Collected data entries:
[Start of section]

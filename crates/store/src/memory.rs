//! In-memory `CampaignStore` backed by `DashMap`.
//!
//! The exclusive entry guard gives per-campaign atomicity, which is what
//! makes `transition` a true compare-and-swap. A SQL/Redis implementation
//! would replace this behind the same trait.

use async_trait::async_trait;
use blastline_core::types::{
    Campaign, CampaignStatus, ContactTarget, ProgressCounters, TargetOutcome, TargetStatus,
};
use blastline_core::{BlastError, BlastResult};
use chrono::{DateTime, Utc};
use dashmap::DashMap;
use tracing::info;
use uuid::Uuid;

use crate::store::CampaignStore;

#[derive(Default)]
pub struct MemoryStore {
    campaigns: DashMap<Uuid, Campaign>,
}

impl MemoryStore {
    pub fn new() -> Self {
        Self {
            campaigns: DashMap::new(),
        }
    }

    fn recompute_counters(campaign: &mut Campaign) {
        let mut counters = ProgressCounters {
            total: campaign.targets.len() as u64,
            ..Default::default()
        };
        for target in &campaign.targets {
            match target.status {
                TargetStatus::Pending => counters.pending += 1,
                TargetStatus::Sent => counters.sent += 1,
                TargetStatus::Failed => counters.failed += 1,
            }
        }
        campaign.counters = counters;
    }
}

#[async_trait]
impl CampaignStore for MemoryStore {
    async fn create_campaign(&self, mut campaign: Campaign) -> BlastResult<Uuid> {
        let id = campaign.id;
        Self::recompute_counters(&mut campaign);
        info!(campaign_id = %id, targets = campaign.targets.len(), "Storing campaign");
        self.campaigns.insert(id, campaign);
        Ok(id)
    }

    async fn load_campaign(&self, id: Uuid) -> BlastResult<Campaign> {
        self.campaigns
            .get(&id)
            .map(|c| c.clone())
            .ok_or(BlastError::CampaignNotFound(id))
    }

    async fn list_campaigns(&self) -> BlastResult<Vec<Campaign>> {
        Ok(self.campaigns.iter().map(|c| c.clone()).collect())
    }

    async fn list_scheduled_campaigns(&self, before: DateTime<Utc>) -> BlastResult<Vec<Campaign>> {
        Ok(self
            .campaigns
            .iter()
            .filter(|c| {
                c.status == CampaignStatus::Scheduled
                    && c.scheduled_at.is_some_and(|at| at <= before)
            })
            .map(|c| c.clone())
            .collect())
    }

    async fn transition(
        &self,
        id: Uuid,
        allowed_from: &[CampaignStatus],
        to: CampaignStatus,
    ) -> BlastResult<CampaignStatus> {
        let mut entry = self
            .campaigns
            .get_mut(&id)
            .ok_or(BlastError::CampaignNotFound(id))?;

        let from = entry.status;
        if !allowed_from.contains(&from) {
            return Err(BlastError::InvalidTransition { from, to });
        }

        entry.status = to;
        if to == CampaignStatus::Running && entry.started_at.is_none() {
            entry.started_at = Some(Utc::now());
        }
        if entry.is_terminal() && entry.completed_at.is_none() {
            entry.completed_at = Some(Utc::now());
        }
        info!(campaign_id = %id, ?from, ?to, "Campaign state transition");
        Ok(from)
    }

    async fn save_campaign_state(
        &self,
        id: Uuid,
        status: CampaignStatus,
        counters: ProgressCounters,
    ) -> BlastResult<()> {
        let mut entry = self
            .campaigns
            .get_mut(&id)
            .ok_or(BlastError::CampaignNotFound(id))?;
        entry.status = status;
        entry.counters = counters;
        if entry.is_terminal() && entry.completed_at.is_none() {
            entry.completed_at = Some(Utc::now());
        }
        Ok(())
    }

    async fn load_pending_targets(&self, id: Uuid) -> BlastResult<Vec<ContactTarget>> {
        let entry = self
            .campaigns
            .get(&id)
            .ok_or(BlastError::CampaignNotFound(id))?;
        Ok(entry
            .targets
            .iter()
            .filter(|t| t.status == TargetStatus::Pending)
            .cloned()
            .collect())
    }

    async fn save_target_order(&self, id: Uuid, order: &[Uuid]) -> BlastResult<()> {
        let mut entry = self
            .campaigns
            .get_mut(&id)
            .ok_or(BlastError::CampaignNotFound(id))?;

        let mut reordered = Vec::with_capacity(entry.targets.len());
        for target_id in order {
            if let Some(pos) = entry.targets.iter().position(|t| t.id == *target_id) {
                reordered.push(entry.targets.remove(pos));
            }
        }
        // Targets not named in the order (already attempted) keep their place
        // ahead of the reordered pending tail.
        let mut targets = std::mem::take(&mut entry.targets);
        targets.append(&mut reordered);
        entry.targets = targets;
        Ok(())
    }

    async fn save_target_outcome(
        &self,
        id: Uuid,
        target_id: Uuid,
        outcome: TargetOutcome,
    ) -> BlastResult<ProgressCounters> {
        let mut entry = self
            .campaigns
            .get_mut(&id)
            .ok_or(BlastError::CampaignNotFound(id))?;

        let target = entry
            .targets
            .iter_mut()
            .find(|t| t.id == target_id)
            .ok_or_else(|| BlastError::Store(format!("target {target_id} not found")))?;

        target.status = outcome.status;
        target.failure_reason = outcome.failure_reason;
        target.attempts = outcome.attempts;
        target.outcome_at = Some(outcome.outcome_at);
        if outcome.resolved_phone.is_some() {
            target.resolved_phone = outcome.resolved_phone;
        }

        Self::recompute_counters(&mut entry);
        Ok(entry.counters)
    }
}

#[cfg(test)]
mod tests {
    use super::*;

    fn campaign_with_targets(n: usize) -> Campaign {
        let mut campaign = Campaign::new(Uuid::new_v4(), Uuid::new_v4(), "test");
        campaign.template = "hello {{name}}".into();
        for i in 0..n {
            campaign
                .targets
                .push(ContactTarget::new(format!("+551198765432{i}"), format!("c{i}")));
        }
        campaign
    }

    #[tokio::test]
    async fn test_transition_cas_single_winner() {
        let store = MemoryStore::new();
        let id = store
            .create_campaign(campaign_with_targets(1))
            .await
            .unwrap();

        let allowed = [CampaignStatus::Draft, CampaignStatus::Scheduled];
        let first = store
            .transition(id, &allowed, CampaignStatus::Running)
            .await;
        let second = store
            .transition(id, &allowed, CampaignStatus::Running)
            .await;

        assert!(first.is_ok());
        assert!(matches!(
            second,
            Err(BlastError::InvalidTransition {
                from: CampaignStatus::Running,
                ..
            })
        ));
    }

    #[tokio::test]
    async fn test_transition_stamps_timestamps() {
        let store = MemoryStore::new();
        let id = store
            .create_campaign(campaign_with_targets(1))
            .await
            .unwrap();

        store
            .transition(id, &[CampaignStatus::Draft], CampaignStatus::Running)
            .await
            .unwrap();
        let running = store.load_campaign(id).await.unwrap();
        assert!(running.started_at.is_some());
        assert!(running.completed_at.is_none());

        store
            .transition(id, &[CampaignStatus::Running], CampaignStatus::Completed)
            .await
            .unwrap();
        let done = store.load_campaign(id).await.unwrap();
        assert!(done.completed_at.is_some());
    }

    #[tokio::test]
    async fn test_outcome_updates_counters() {
        let store = MemoryStore::new();
        let campaign = campaign_with_targets(3);
        let target_id = campaign.targets[0].id;
        let id = store.create_campaign(campaign).await.unwrap();

        let counters = store
            .save_target_outcome(id, target_id, TargetOutcome::sent(None, 1))
            .await
            .unwrap();
        assert_eq!(counters.sent, 1);
        assert_eq!(counters.pending, 2);
        assert!(counters.is_consistent());

        let pending = store.load_pending_targets(id).await.unwrap();
        assert_eq!(pending.len(), 2);
        assert!(pending.iter().all(|t| t.id != target_id));
    }

    #[tokio::test]
    async fn test_target_order_persisted() {
        let store = MemoryStore::new();
        let campaign = campaign_with_targets(3);
        let ids: Vec<Uuid> = campaign.targets.iter().map(|t| t.id).collect();
        let id = store.create_campaign(campaign).await.unwrap();

        let order = vec![ids[2], ids[0], ids[1]];
        store.save_target_order(id, &order).await.unwrap();

        let pending = store.load_pending_targets(id).await.unwrap();
        let got: Vec<Uuid> = pending.iter().map(|t| t.id).collect();
        assert_eq!(got, order);
    }

    #[tokio::test]
    async fn test_list_scheduled_filters_by_time() {
        let store = MemoryStore::new();
        let mut due = campaign_with_targets(1);
        due.status = CampaignStatus::Scheduled;
        due.scheduled_at = Some(Utc::now() - chrono::Duration::minutes(5));
        let mut future = campaign_with_targets(1);
        future.status = CampaignStatus::Scheduled;
        future.scheduled_at = Some(Utc::now() + chrono::Duration::hours(1));
        let due_id = due.id;
        store.create_campaign(due).await.unwrap();
        store.create_campaign(future).await.unwrap();

        let listed = store.list_scheduled_campaigns(Utc::now()).await.unwrap();
        assert_eq!(listed.len(), 1);
        assert_eq!(listed[0].id, due_id);
    }
}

[End of section]

Exercise directions: Look for the word "reordered" in the data, then return every line that contains it.

Answer box:
        let mut reordered = Vec::with_capacity(entry.targets.len());
                reordered.push(entry.targets.remove(pos));
        // ahead of the reordered pending tail.
        targets.append(&mut reordered);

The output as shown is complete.